É por isso que é um pé na porta tão chocante escutar a faixa de abertura "Acapulco Drive-In" pela primeira vez. A letra, de fácil compreensão, conta a história de um "coroa" que está flertando com garotas na rua e as convida para um drink num Drive-In. Porém, em meio a tudo isso, é possível escutar todos os barulhos de ambientação (buzinas, sussurros, uma voz que parece a de um narrador caricato de filme apresentando o personagem…), e o instrumental atonal não apenas te coloca nesse universo, mas te tira da sua zona de conforto musical. É uma psicodelia suja, como se estivesse errada, não fosse para se escutar. A história termina com uma "brincadeira" no carro, com direito a calcinha de 'pele de leoparda'.
Contudo, se todas as músicas desse álbum fossem assim, seria possível dizer que Arrigo falhou em unir a música popular com a música erudita. Músicas populares têm refrões, elas possuem segmentos memoráveis e de fácil repetição; partes familiares e agradáveis para todas as pessoas. Mas é a partir da segunda faixa que ele nos apresenta tudo isso, de uma forma muito inovadora. Puxando o gancho sexual da canção anterior, "Orgasmo Total" possui o coro: "Até chegamos ao orgasmo total/ Orgasmo total", que é adornada por um instrumental modernista a ponto de ser impossível não lembrar das vozes de Suzana Salles e Vânia Bastos, conhecidas aqui como a "Banda Sabor de Veneno".
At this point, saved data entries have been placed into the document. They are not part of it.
use crate::bus::MessageBus;
use crate::message::{Message, MessageKind};
use crate::registry::{Collector, ComponentId, ComponentRegistry, WeakHandle};

use std::cell::RefCell;
use std::rc::Rc;

/// Bridges lifecycle messages to component callbacks.
///
/// Subscribes once per lifecycle kind at construction. On each receipt it
/// walks the current snapshot of the matching capability collector and
/// invokes the callback on every still-live component. One component failing
/// must not starve the rest: the failure is logged and the pass continues.
pub struct ComponentDispatcher {
    registry: Rc<ComponentRegistry>,
}

impl ComponentDispatcher {
    pub fn attach(bus: &MessageBus, registry: Rc<ComponentRegistry>) -> Self {
        {
            let reg = registry.clone();
            bus.subscribe(MessageKind::Start, move |_| {
                dispatch(&reg.startable, "Start", |c| c.borrow_mut().on_start());
            });
        }
        {
            let reg = registry.clone();
            bus.subscribe(MessageKind::EarlyUpdate, move |msg| {
                let &Message::EarlyUpdate { dt } = msg else {
                    return;
                };
                dispatch(&reg.early_updatable, "EarlyUpdate", |c| {
                    c.borrow_mut().on_early_update(dt)
                });
            });
        }
        {
            let reg = registry.clone();
            bus.subscribe(MessageKind::Update, move |msg| {
                let &Message::Update { dt } = msg else {
                    return;
                };
                dispatch(&reg.updatable, "Update", |c| c.borrow_mut().on_update(dt));
            });
        }
        {
            let reg = registry.clone();
            bus.subscribe(MessageKind::LateUpdate, move |msg| {
                let &Message::LateUpdate { dt } = msg else {
                    return;
                };
                dispatch(&reg.late_updatable, "LateUpdate", |c| {
                    c.borrow_mut().on_late_update(dt)
                });
            });
        }
        {
            let reg = registry.clone();
            bus.subscribe(MessageKind::FixedUpdate, move |msg| {
                let &Message::FixedUpdate { fixed_dt } = msg else {
                    return;
                };
                dispatch(&reg.fixed_updatable, "FixedUpdate", |c| {
                    c.borrow_mut().on_fixed_update(fixed_dt)
                });
            });
        }

        Self { registry }
    }

    #[inline]
    pub fn registry(&self) -> &Rc<ComponentRegistry> {
        &self.registry
    }
}

/// Snapshot-iterate one capability collector, isolating per-component
/// failures. Dead weak handles are skipped here and pruned afterwards.
fn dispatch<T, F>(collector: &RefCell<Collector<T>>, stage: &'static str, mut call: F)
where
    T: ?Sized,
    F: FnMut(&RefCell<T>) -> crate::error::EngineResult<()>,
{
    let snapshot: Vec<(ComponentId, WeakHandle<T>)> = collector.borrow().snapshot();

    let mut saw_dead = false;
    for (id, weak) in snapshot {
        let Some(component) = weak.upgrade() else {
            saw_dead = true;
            continue;
        };
        if let Err(e) = call(&component) {
            log::error!("component {id:?} failed in {stage}: {e}");
        }
    }

    if saw_dead {
        collector.borrow_mut().prune();
    }
}

#[cfg(test)]
mod tests {
    use super::*;
    use crate::error::{EngineError, EngineResult};
    use crate::registry::{ComponentHandle, Updatable};

    use std::cell::Cell;

    struct Counter {
        hits: Rc<Cell<u32>>,
        fail: bool,
    }

    impl Updatable for Counter {
        fn on_update(&mut self, _dt: f32) -> EngineResult<()> {
            self.hits.set(self.hits.get() + 1);
            if self.fail {
                return Err(EngineError::other("boom"));
            }
            Ok(())
        }
    }

    fn register(
        registry: &ComponentRegistry,
        hits: Rc<Cell<u32>>,
        fail: bool,
    ) -> (ComponentId, ComponentHandle<Counter>) {
        let obj: ComponentHandle<Counter> = Rc::new(RefCell::new(Counter { hits, fail }));
        let id = ComponentId::next();
        let weak: WeakHandle<dyn Updatable> = Rc::<RefCell<Counter>>::downgrade(&obj);
        registry.updatable.borrow_mut().add(id, weak);
        (id, obj)
    }

    #[test]
    fn update_message_reaches_every_component() {
        let bus = MessageBus::new();
        let registry = Rc::new(ComponentRegistry::new());
        let _dispatcher = ComponentDispatcher::attach(&bus, registry.clone());

        let hits = Rc::new(Cell::new(0u32));
        let (_ida, _a) = register(&registry, hits.clone(), false);
        let (_idb, _b) = register(&registry, hits.clone(), false);

        bus.send(&Message::Update { dt: 0.016 });
        assert_eq!(hits.get(), 2);
    }

    #[test]
    fn failing_component_does_not_stop_the_pass() {
        let bus = MessageBus::new();
        let registry = Rc::new(ComponentRegistry::new());
        let _dispatcher = ComponentDispatcher::attach(&bus, registry.clone());

        let hits = Rc::new(Cell::new(0u32));
        let (_ida, _a) = register(&registry, hits.clone(), true);
        let (_idb, _b) = register(&registry, hits.clone(), false);

        bus.send(&Message::Update { dt: 0.016 });
        assert_eq!(hits.get(), 2);
    }

    #[test]
    fn removal_during_dispatch_affects_next_pass_only() {
        let bus = MessageBus::new();
        let registry = Rc::new(ComponentRegistry::new());
        let _dispatcher = ComponentDispatcher::attach(&bus, registry.clone());

        struct SelfRemover {
            id: Cell<Option<ComponentId>>,
            registry: Rc<ComponentRegistry>,
            hits: Rc<Cell<u32>>,
        }

        impl Updatable for SelfRemover {
            fn on_update(&mut self, _dt: f32) -> EngineResult<()> {
                self.hits.set(self.hits.get() + 1);
                if let Some(id) = self.id.take() {
                    self.registry.remove_everywhere(id);
                }
                Ok(())
            }
        }

        let hits = Rc::new(Cell::new(0u32));

        let remover: ComponentHandle<SelfRemover> = Rc::new(RefCell::new(SelfRemover {
            id: Cell::new(None),
            registry: registry.clone(),
            hits: hits.clone(),
        }));
        let remover_id = ComponentId::next();
        remover.borrow_mut().id.set(Some(remover_id));
        let weak: WeakHandle<dyn Updatable> = Rc::<RefCell<SelfRemover>>::downgrade(&remover);
        registry.updatable.borrow_mut().add(remover_id, weak);

        let (_id2, _keep) = register(&registry, hits.clone(), false);

        // Both components run this pass even though the first removes itself.
        bus.send(&Message::Update { dt: 0.016 });
        assert_eq!(hits.get(), 2);

        // Next pass only the survivor runs.
        bus.send(&Message::Update { dt: 0.016 });
        assert_eq!(hits.get(), 3);
    }

    #[test]
    fn dropped_component_is_skipped_and_pruned() {
        let bus = MessageBus::new();
        let registry = Rc::new(ComponentRegistry::new());
        let _dispatcher = ComponentDispatcher::attach(&bus, registry.clone());

        let hits = Rc::new(Cell::new(0u32));
        let (_ida, a) = register(&registry, hits.clone(), false);
        let (_idb, _b) = register(&registry, hits.clone(), false);
        drop(a);

        bus.send(&Message::Update { dt: 0.016 });
        assert_eq!(hits.get(), 1);
        assert_eq!(registry.updatable.borrow().len(), 1);
    }
}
A partir daí, as músicas seguem essa lógica-sem-lógica, de coisas memoráveis e repetidas, mas com um instrumental atonal. Vale o destaque para duas obras-primas do disco: "Diversões Eletrônicas" e "Sabor de Veneno". A primeira, por ser uma aula de narrativa e ambientação musical, os delírios, as interpretações, o barulho dos telefones, os lugares, as texturas… tudo é apresentado, tudo está ali, além da voz inigualável de Tetê Espíndola. Só ouvindo para conseguir entender toda a experiência, provavelmente o magnum opus da música popular brasileira, de todos os tempos. Já em relação a "Sabor de Veneno", trata-se de uma música completamente viciante, ou melhor, intoxicante, certamente a música mais "hit" de todo o disco. O grande destaque é a "Banda Sabor de Veneno" soltando toda a sua voz nessa canção fantástica.
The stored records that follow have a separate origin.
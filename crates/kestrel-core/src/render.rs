use crate::bus::MessageBus;
use crate::error::EngineResult;
use crate::frame_sync::FrameOutcome;
use crate::message::{Message, MessageKind};
use crate::registry::ComponentRegistry;

use std::cell::RefCell;
use std::rc::Rc;

/// Immutable per-frame draw description handed to the backend.
///
/// Built fresh on every Render message from the live camera/drawable
/// registrations; plain data, so the backend records it without reaching
/// back into gameplay state.
#[derive(Debug, Clone, PartialEq)]
pub struct FramePlan {
    pub clear_color: [f32; 4],
    pub draw_count: usize,
}

impl FramePlan {
    pub const DEFAULT_CLEAR: [f32; 4] = [0.10, 0.12, 0.16, 1.0];
}

impl Default for FramePlan {
    #[inline]
    fn default() -> Self {
        Self {
            clear_color: Self::DEFAULT_CLEAR,
            draw_count: 0,
        }
    }
}

/// Render backend contract, implemented by the Vulkan crate.
///
/// All calls arrive on the engine thread. `render_frame` runs the whole
/// slot protocol (wait, acquire, record, submit, present) for one frame.
pub trait RenderBackend {
    fn render_frame(&mut self, plan: &FramePlan) -> EngineResult<FrameOutcome>;

    /// Called on WindowResize. Must be cheap; the actual swapchain rebuild
    /// is deferred to the next frame, behind a full fence wait.
    fn note_resize(&mut self, width: u32, height: u32);

    /// Blocks until no GPU work is in flight. Precedes any teardown.
    fn wait_idle(&mut self) -> EngineResult<()>;
}

/// Consumes camera/drawable registrations and drives the backend from the
/// render-related lifecycle messages.
///
/// Errors on the frame path are contained here: a failed frame is dropped
/// whole and logged, the loop keeps running.
pub struct RenderManager {
    inner: Rc<RefCell<Inner>>,
}

struct Inner {
    backend: Option<Box<dyn RenderBackend>>,
    registry: Rc<ComponentRegistry>,
    frames_rendered: u64,
    frames_dropped: u64,
}

impl RenderManager {
    pub fn attach(bus: &MessageBus, registry: Rc<ComponentRegistry>) -> Self {
        let inner = Rc::new(RefCell::new(Inner {
            backend: None,
            registry,
            frames_rendered: 0,
            frames_dropped: 0,
        }));

        {
            let inner = inner.clone();
            bus.subscribe(MessageKind::Render, move |_| {
                inner.borrow_mut().render_frame();
            });
        }
        {
            let inner = inner.clone();
            bus.subscribe(MessageKind::WindowResize, move |msg| {
                let &Message::WindowResize { width, height } = msg else {
                    return;
                };
                if let Some(backend) = inner.borrow_mut().backend.as_mut() {
                    backend.note_resize(width, height);
                }
            });
        }
        {
            let inner = inner.clone();
            bus.subscribe(MessageKind::Quitting, move |_| {
                let mut inner = inner.borrow_mut();
                if let Some(backend) = inner.backend.as_mut() {
                    if let Err(e) = backend.wait_idle() {
                        log::warn!("wait_idle on quit failed: {e}");
                    }
                }
            });
        }

        Self { inner }
    }

    /// Installs the backend once the presentation surface exists. Until
    /// then Render messages are no-ops (headless).
    pub fn install_backend(&self, backend: Box<dyn RenderBackend>) {
        self.inner.borrow_mut().backend = Some(backend);
    }

    #[inline]
    pub fn has_backend(&self) -> bool {
        self.inner.borrow().backend.is_some()
    }

    pub fn wait_idle(&self) -> EngineResult<()> {
        match self.inner.borrow_mut().backend.as_mut() {
            Some(backend) => backend.wait_idle(),
            None => Ok(()),
        }
    }

    #[inline]
    pub fn frames_rendered(&self) -> u64 {
        self.inner.borrow().frames_rendered
    }

    #[inline]
    pub fn frames_dropped(&self) -> u64 {
        self.inner.borrow().frames_dropped
    }
}

impl Inner {
    /// Snapshot of the registered render inputs: first live enabled camera
    /// wins; no camera falls back to the default clear.
    fn plan(&self) -> FramePlan {
        let mut clear = FramePlan::DEFAULT_CLEAR;
        for (_, weak) in self.registry.cameras.borrow().snapshot() {
            let Some(cam) = weak.upgrade() else { continue };
            let cam = cam.borrow();
            if cam.enabled() {
                clear = cam.clear_color();
                break;
            }
        }

        let draw_count = self
            .registry
            .drawables
            .borrow()
            .snapshot()
            .into_iter()
            .filter(|(_, weak)| {
                weak.upgrade()
                    .map(|d| d.borrow().visible())
                    .unwrap_or(false)
            })
            .count();

        FramePlan {
            clear_color: clear,
            draw_count,
        }
    }

    fn render_frame(&mut self) {
        let plan = self.plan();
        let Some(backend) = self.backend.as_mut() else {
            return;
        };

        match backend.render_frame(&plan) {
            Ok(FrameOutcome::Presented) => self.frames_rendered += 1,
            Ok(FrameOutcome::Skipped) => {
                self.frames_dropped += 1;
                log::debug!("frame skipped (stale surface)");
            }
            Err(e) => {
                self.frames_dropped += 1;
                log::error!("frame dropped: {e}");
            }
        }
    }
}
use thiserror::Error;

/// Engine-wide error.
///
/// Keep this small and stable. Subsystems define their own error types and
/// map them into `EngineError` at the boundary.
#[derive(Debug, Error)]
pub enum EngineError {
    /// Graceful shutdown was requested. Control signal, not a failure.
    #[error("exit requested")]
    ExitRequested,

    #[error("render backend error: {0}")]
    Render(String),

    #[error("config error: {0}")]
    Config(String),

    #[error("config io error: {0}")]
    ConfigIo(#[from] std::io::Error),

    #[error("config parse error: {0}")]
    ConfigParse(#[from] toml::de::Error),

    #[error("{0}")]
    Other(String),
}

impl EngineError {
    #[inline]
    pub fn other(msg: impl Into<String>) -> Self {
        Self::Other(msg.into())
    }

    #[inline]
    pub fn render(msg: impl Into<String>) -> Self {
        Self::Render(msg.into())
    }
}

pub type EngineResult<T> = Result<T, EngineError>;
Porém, para mim, é impossível não comentar a faixa "Clara Crocodilo", a música final do disco, em que tudo o que foi feito nas músicas anteriores se entrelaça. A música anterior "Office-Boy" termina com um trabalhador de escritório sendo transformado em um monstro, "o perigoso marginal, o delinquente, o facínora, o inimigo público número um: "Clara Crocodilo". E é assim que a música que dá nome ao disco começa, conversando com o ouvinte diretamente, como se, ao ouvirmos esse álbum, estivéssemos em contato com algo sobrenatural.
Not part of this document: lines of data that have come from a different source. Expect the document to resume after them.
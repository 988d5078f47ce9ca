use crate::error::EngineResult;

use serde::{Deserialize, Serialize};

use std::fs;
use std::path::Path;

/// Engine configuration, loaded once at startup and immutable for the run.
#[derive(Debug, Clone, Default, Serialize, Deserialize)]
pub struct EngineConfig {
    #[serde(default)]
    pub window: WindowConfig,
    #[serde(default)]
    pub frame: FrameConfig,
    #[serde(default)]
    pub render: RenderConfig,
}

impl EngineConfig {
    pub fn load_toml(path: impl AsRef<Path>) -> EngineResult<Self> {
        let text = fs::read_to_string(path)?;
        Ok(toml::from_str(&text)?)
    }
}

#[derive(Debug, Clone, Serialize, Deserialize)]
pub struct WindowConfig {
    #[serde(default = "default_title")]
    pub title: String,
    #[serde(default = "default_width")]
    pub width: u32,
    #[serde(default = "default_height")]
    pub height: u32,
}

fn default_title() -> String {
    "kestrel".to_string()
}
fn default_width() -> u32 {
    1280
}
fn default_height() -> u32 {
    720
}

impl Default for WindowConfig {
    fn default() -> Self {
        Self {
            title: default_title(),
            width: default_width(),
            height: default_height(),
        }
    }
}

#[derive(Debug, Clone, Serialize, Deserialize)]
pub struct FrameConfig {
    /// Fixed-step simulation rate. 50 Hz = the classic 0.02 s step.
    #[serde(default = "default_fixed_hz")]
    pub fixed_hz: u32,
    /// Upper bound on a single frame delta; longer stalls are truncated.
    #[serde(default = "default_max_dt_ms")]
    pub max_dt_ms: u32,
}

fn default_fixed_hz() -> u32 {
    50
}
fn default_max_dt_ms() -> u32 {
    250
}

impl Default for FrameConfig {
    fn default() -> Self {
        Self {
            fixed_hz: default_fixed_hz(),
            max_dt_ms: default_max_dt_ms(),
        }
    }
}

impl FrameConfig {
    #[inline]
    pub fn fixed_step(&self) -> f32 {
        1.0 / (self.fixed_hz.max(1) as f32)
    }

    #[inline]
    pub fn max_dt(&self) -> f32 {
        (self.max_dt_ms as f32 / 1000.0).max(0.001)
    }
}

#[derive(Debug, Clone, Serialize, Deserialize)]
pub struct RenderConfig {
    /// Render API selection. "vulkan" is the only backend in tree.
    #[serde(default = "default_api")]
    pub api: String,
    /// Frame slots (in-flight frames). 2 = double buffering.
    #[serde(default = "default_frames_in_flight")]
    pub frames_in_flight: u32,
}

fn default_api() -> String {
    "vulkan".to_string()
}
fn default_frames_in_flight() -> u32 {
    2
}

impl Default for RenderConfig {
    fn default() -> Self {
        Self {
            api: default_api(),
            frames_in_flight: default_frames_in_flight(),
        }
    }
}

impl RenderConfig {
    #[inline]
    pub fn frames_in_flight(&self) -> usize {
        self.frames_in_flight.clamp(1, 3) as usize
    }
}

#[cfg(test)]
mod tests {
    use super::*;

    #[test]
    fn defaults_match_the_contract() {
        let cfg = EngineConfig::default();
        assert_eq!(cfg.frame.fixed_hz, 50);
        assert!((cfg.frame.fixed_step() - 0.02).abs() < 1e-6);
        assert_eq!(cfg.render.frames_in_flight(), 2);
        assert_eq!(cfg.render.api, "vulkan");
    }

    #[test]
    fn partial_toml_fills_in_defaults() {
        let cfg: EngineConfig = toml::from_str(
            r#"
            [frame]
            fixed_hz = 60

            [render]
            frames_in_flight = 3
            "#,
        )
        .unwrap();

        assert_eq!(cfg.frame.fixed_hz, 60);
        assert_eq!(cfg.frame.max_dt_ms, 250);
        assert_eq!(cfg.render.frames_in_flight(), 3);
        assert_eq!(cfg.window.width, 1280);
    }

    #[test]
    fn frames_in_flight_is_clamped() {
        let cfg = RenderConfig {
            api: "vulkan".to_string(),
            frames_in_flight: 9,
        };
        assert_eq!(cfg.frames_in_flight(), 3);

        let cfg = RenderConfig {
            api: "vulkan".to_string(),
            frames_in_flight: 0,
        };
        assert_eq!(cfg.frames_in_flight(), 1);
    }
}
E a partir daí todos os elementos das outras músicas voltam: o humor, a atonalidade, as repetições viciosas e viciantes, os gibis, a narrativa, alegorias políticas, entre tantas outras coisas. Porém o mais importante, Arrigo Barnabé nunca deixa de lado a estranheza do disco; o sincretismo entre o erudito e o popular, por si só, é algo assustador. Portanto, se o início alude a ter algo tão poderoso e assustador neste disco, é o que ele traz novamente nas últimas palavras da última música, que são simples, mas ao mesmo tempo fazem um aceno ao poema de Baudelaire em sua última frase. E é com essas palavras que Arrigo se despede de sua primeira jornada, e que eu também encerro o texto:
"Onde andará Clara Crocodilo? Onde andará? / Será que ela está roubando algum supermercado? / Será que ela está assaltando algum banco? / Será que ela está atrás da porta de seu quarto, aguardando o momento oportuno para assassiná-lo com os seus entes queridos? / Ou será que ela está adormecida em sua mente, esperando a ocasião propícia para despertar e descer até seu coração… ouvinte meu, meu irmão?"